Scientific classification
- Kingdom: Plantae
- Clade: Tracheophytes
- Clade: Angiosperms
- Clade: Eudicots
- Clade: Rosids
- Order: Malpighiales
- Family: Ochnaceae
- Genus: Euthemis
- Species: E. leucocarpa
- Binomial name: Euthemis leucocarpa Jack
- Synonyms: Euthemis jackiana Hook.f.; Euthemis robusta Hook.f.;

= Euthemis leucocarpa =

- Genus: Euthemis
- Species: leucocarpa
- Authority: Jack
- Conservation status: LC
- Synonyms: Euthemis jackiana , Euthemis robusta

Species of plant

Euthemis leucocarpa is a plant in the family Ochnaceae.
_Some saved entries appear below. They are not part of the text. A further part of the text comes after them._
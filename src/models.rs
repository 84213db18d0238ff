use chrono::{DateTime, Utc};
use serde::{Deserialize, Serialize};
use uuid::Uuid;

// ============================================================================
// Domain Models
// ============================================================================

/// Catalog record as returned by the remote book catalog.
///
/// The submission pipeline treats a resolved `Book` purely as a presence
/// signal; its fields are carried through for callers but never interpreted.
#[derive(Serialize, Deserialize, Clone, Debug)]
pub struct Book {
    pub id: Option<i64>,
    pub isbn: String,
    pub title: String,
}

/// Incoming submission payload: a reference into the catalog.
#[derive(Serialize, Deserialize, Clone, Debug)]
pub struct OrderRequest {
    pub isbn: String,
}

/// A submitted order. Created exactly once per submission and never mutated
/// afterwards; a status change would mean creating a new order.
#[derive(Serialize, Deserialize, Clone, Debug)]
pub struct Order {
    /// Assigned by the order store on save; `None` before persistence.
    pub id: Option<Uuid>,
    pub isbn: String,
    pub status: OrderStatus,
    pub created_at: DateTime<Utc>,
}

impl Order {
    /// A not-yet-persisted order for the given catalog reference.
    pub fn new(isbn: String, status: OrderStatus) -> Self {
        Self {
            id: None,
            isbn,
            status,
            created_at: Utc::now(),
        }
    }
}

/// Terminal order status. Only terminal states are ever persisted.
#[derive(Serialize, Deserialize, Clone, Copy, Debug, PartialEq, Eq)]
pub enum OrderStatus {
    Accepted,
    Rejected,
}

impl OrderStatus {
    /// Lowercase label used for metrics and logs.
    pub fn as_str(&self) -> &'static str {
        match self {
            OrderStatus::Accepted => "accepted",
            OrderStatus::Rejected => "rejected",
        }
    }
}

// ============================================================================
// Unit Tests
// ============================================================================
use std::fs;
use std::path::PathBuf;

use anyhow::{Context, Result, bail};
use clap::{Parser, Subcommand};
use tracing::debug;
use tracing_subscriber::{EnvFilter, fmt, layer::SubscriberExt, util::SubscriberInitExt};

use xcresolve_core::{
    EnvFlags, ProfileMapping, Project, ProjectOptions, SigningResolver, XcodebuildRunner,
};

mod config;
mod discovery;
mod prompt;

use config::FileConfig;
use prompt::TerminalPrompter;

/// CLI for resolving Xcode projects, schemes, and code-signing profile
/// mappings from build pipelines.
#[derive(Parser, Debug)]
#[command(
    name = "xcresolve",
    version,
    about = "Resolve Xcode projects, schemes, and code-signing profile mappings",
    long_about = None
)]
struct Cli {
    /// Path to an .xcodeproj bundle
    #[arg(long, global = true)]
    project: Option<PathBuf>,

    /// Path to an .xcworkspace bundle
    #[arg(long, global = true)]
    workspace: Option<PathBuf>,

    /// Scheme to resolve against
    #[arg(long, global = true)]
    scheme: Option<String>,

    /// Build configuration (e.g. Debug, Release)
    #[arg(long, global = true)]
    configuration: Option<String>,

    /// Silence the toolchain's diagnostic stream
    #[arg(long, global = true)]
    suppress_stderr: bool,

    /// Enable debug logging
    #[arg(short, long, global = true)]
    verbose: bool,

    #[command(subcommand)]
    command: Command,
}

#[derive(Subcommand, Debug)]
enum Command {
    /// Summarize the resolved project: name, platforms, product type.
    Info,
    /// List the available schemes, one per line.
    Schemes,
    /// List the available targets, one per line.
    Targets,
    /// List the available build configurations, one per line.
    Configurations,
    /// Print the value of one build setting.
    Settings {
        /// Setting key, e.g. PRODUCT_BUNDLE_IDENTIFIER
        key: String,
        /// Target to read from (defaults to the first listed target)
        #[arg(long)]
        target: Option<String>,
        /// Fail the invocation when the setting is absent
        #[arg(long)]
        required: bool,
    },
    /// Resolve the scheme to build, prompting when ambiguous.
    SelectScheme {
        /// Prefer schemes containing this substring
        #[arg(long)]
        prefer: Option<String>,
    },
    /// Detect and merge provisioning-profile mappings, printed as JSON.
    ProfileMapping {
        /// Distribution channel arbitrating conflicts (e.g. app-store, ad-hoc)
        #[arg(long)]
        export_method: Option<String>,
        /// JSON file with a pre-resolved bundle-id -> profile mapping
        #[arg(long)]
        primary: Option<PathBuf>,
    },
}

fn main() -> Result<()> {
    let cli = Cli::parse();
    init_logging(cli.verbose);
    run(cli)
}

fn init_logging(verbose: bool) {
    let default_directives = if verbose {
        "xcresolve=debug,xcresolve_core=debug"
    } else {
        "xcresolve=info,xcresolve_core=info"
    };
    let filter = EnvFilter::try_from_default_env()
        .unwrap_or_else(|_| EnvFilter::new(default_directives));

    tracing_subscriber::registry()
        .with(filter)
        .with(
            fmt::layer()
                .with_target(false)
                .with_writer(std::io::stderr),
        )
        .init();
}

fn run(cli: Cli) -> Result<()> {
    let file_config = match FileConfig::discover()? {
        Some((config, path)) => {
            debug!("loaded configuration from {}", path.display());
            config
        }
        None => FileConfig::default(),
    };

    let prompter = TerminalPrompter;

    // CLI flags beat the config file; discovery only runs when neither
    // names a build container.
    let mut options = ProjectOptions {
        project: cli.project.or_else(|| file_config.project.project.clone()),
        workspace: cli
            .workspace
            .or_else(|| file_config.project.workspace.clone()),
        scheme: cli.scheme.or_else(|| file_config.project.scheme.clone()),
        configuration: cli
            .configuration
            .or_else(|| file_config.project.configuration.clone()),
        suppress_stderr: cli.suppress_stderr,
    };
    if options.project_path().is_none() && options.workspace_path().is_none() {
        discovery::detect_projects(&mut options, &prompter)?;
    }

    let mut project = Project::new(options, Box::new(XcodebuildRunner::new()))?;

    match cli.command {
        Command::Info => {
            println!("name: {}", project.project_name());
            println!(
                "kind: {}",
                if project.is_workspace() {
                    "workspace"
                } else {
                    "project"
                }
            );
            let platforms: Vec<&str> = project
                .supported_platforms()?
                .iter()
                .map(|platform| platform.as_str())
                .collect();
            println!("platforms: {}", platforms.join(" "));
            if let Some(product) = project.product_type(None)? {
                println!("product type: {}", product.identifier());
            }
            if let Some(bundle_id) = project.default_app_identifier()? {
                println!("bundle identifier: {bundle_id}");
            }
        }
        Command::Schemes => {
            for scheme in project.schemes()? {
                println!("{scheme}");
            }
        }
        Command::Targets => {
            for target in project.targets()? {
                println!("{target}");
            }
        }
        Command::Configurations => {
            for configuration in project.configurations()? {
                println!("{configuration}");
            }
        }
        Command::Settings {
            key,
            target,
            required,
        } => match project.build_settings(&key, target.as_deref(), !required)? {
            Some(value) => println!("{value}"),
            None => bail!("no value for build setting {key}"),
        },
        Command::SelectScheme { prefer } => {
            let scheme =
                project.select_scheme(prefer.as_deref(), &EnvFlags::from_env(), &prompter)?;
            println!("{scheme}");
        }
        Command::ProfileMapping {
            export_method,
            primary,
        } => {
            let export_method = export_method
                .or_else(|| file_config.signing.export_method.clone())
                .unwrap_or_else(|| "app-store".to_string());

            let primary: Option<ProfileMapping> = match primary {
                Some(path) => {
                    let raw = fs::read_to_string(&path).with_context(|| {
                        format!("failed to read primary mapping {}", path.display())
                    })?;
                    Some(serde_json::from_str(&raw).with_context(|| {
                        format!("failed to parse primary mapping {}", path.display())
                    })?)
                }
                None if !file_config.signing.profiles.is_empty() => {
                    Some(file_config.signing.profiles.clone())
                }
                None => None,
            };

            let mut resolver = SigningResolver::new(&mut project);
            let merged = resolver.merged_mapping(primary.as_ref(), None, &export_method)?;
            println!("{}", serde_json::to_string_pretty(&merged)?);
        }
    }

    Ok(())
}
The specific epithet leucocarpa is from the Greek meaning 'white fruit'.

==Description==
Euthemis leucocarpa grows as a shrub measuring up to 2 m tall. The roundish fruits measure up to 1 cm in diameter.

==Distribution and habitat==
Euthemis leucocarpa grows is native to Cambodia, Thailand, Vietnam, Sumatra, Peninsular Malaysia and Borneo. Its habitat is lowland to submontane forests, including peat swamp and kerangas forests, from sea-level to 1000 m altitude.